[Stored data]
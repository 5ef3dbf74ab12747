//! External notification channels.
//!
//! # Responsibilities
//! - Define the publish(topic, payload) seam to the outside world
//! - Provide an in-process topic hub that WebSocket clients subscribe to
//!
//! # Design Decisions
//! - Fire-and-forget: a topic nobody listens to is not an error
//! - Payloads are serialized once and shared as text between subscribers

use async_trait::async_trait;
use dashmap::DashMap;
use std::sync::Arc;
use thiserror::Error;
use tokio::sync::broadcast;

/// Errors raised by a notification channel.
#[derive(Debug, Error)]
pub enum NotificationError {
    #[error("failed to encode payload for '{topic}': {source}")]
    Encode {
        topic: String,
        #[source]
        source: serde_json::Error,
    },

    #[error("delivery to '{topic}' failed: {reason}")]
    Delivery { topic: String, reason: String },
}

/// Transport used to push change notifications to remote subscribers.
#[async_trait]
pub trait NotificationChannel: Send + Sync {
    async fn publish(&self, topic: &str, payload: serde_json::Value) -> Result<(), NotificationError>;
}

/// Channel that drops every message.
#[derive(Debug, Default, Clone, Copy)]
pub struct NoopChannel;

#[async_trait]
impl NotificationChannel for NoopChannel {
    async fn publish(&self, _topic: &str, _payload: serde_json::Value) -> Result<(), NotificationError> {
        Ok(())
    }
}

/// In-process fan-out of serialized payloads, one broadcast queue per topic.
#[derive(Debug, Clone)]
pub struct TopicHub {
    topics: Arc<DashMap<String, broadcast::Sender<Arc<str>>>>,
    capacity: usize,
}

impl TopicHub {
    pub fn new(capacity: usize) -> Self {
        Self {
            topics: Arc::new(DashMap::new()),
            capacity: capacity.max(1),
        }
    }

    fn sender(&self, topic: &str) -> broadcast::Sender<Arc<str>> {
        self.topics
            .entry(topic.to_string())
            .or_insert_with(|| broadcast::channel(self.capacity).0)
            .clone()
    }

    /// Receive every payload published to `topic` from now on.
    pub fn subscribe(&self, topic: &str) -> broadcast::Receiver<Arc<str>> {
        self.sender(topic).subscribe()
    }

    /// Number of live subscribers on `topic`.
    pub fn subscriber_count(&self, topic: &str) -> usize {
        self.topics
            .get(topic)
            .map(|s| s.receiver_count())
            .unwrap_or(0)
    }
}

#[async_trait]
impl NotificationChannel for TopicHub {
    async fn publish(&self, topic: &str, payload: serde_json::Value) -> Result<(), NotificationError> {
        let text = serde_json::to_string(&payload).map_err(|source| NotificationError::Encode {
            topic: topic.to_string(),
            source,
        })?;

        match self.sender(topic).send(Arc::from(text)) {
            Ok(receivers) => tracing::debug!(topic, receivers, "Notification published"),
            Err(_) => tracing::debug!(topic, "Notification published with no subscribers"),
        }
        Ok(())
    }
}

§ **Task to carry out**: Retype the entries exactly from the first line, stopping after the line with "text between subscribers".

§ **Written solution**:
repository 5ef3dbf74ab12747
//! External notification channels.
//!
//! # Responsibilities
//! - Define the publish(topic, payload) seam to the outside world
//! - Provide an in-process topic hub that WebSocket clients subscribe to
//!
//! # Design Decisions
//! - Fire-and-forget: a topic nobody listens to is not an error
//! - Payloads are serialized once and shared as text between subscribers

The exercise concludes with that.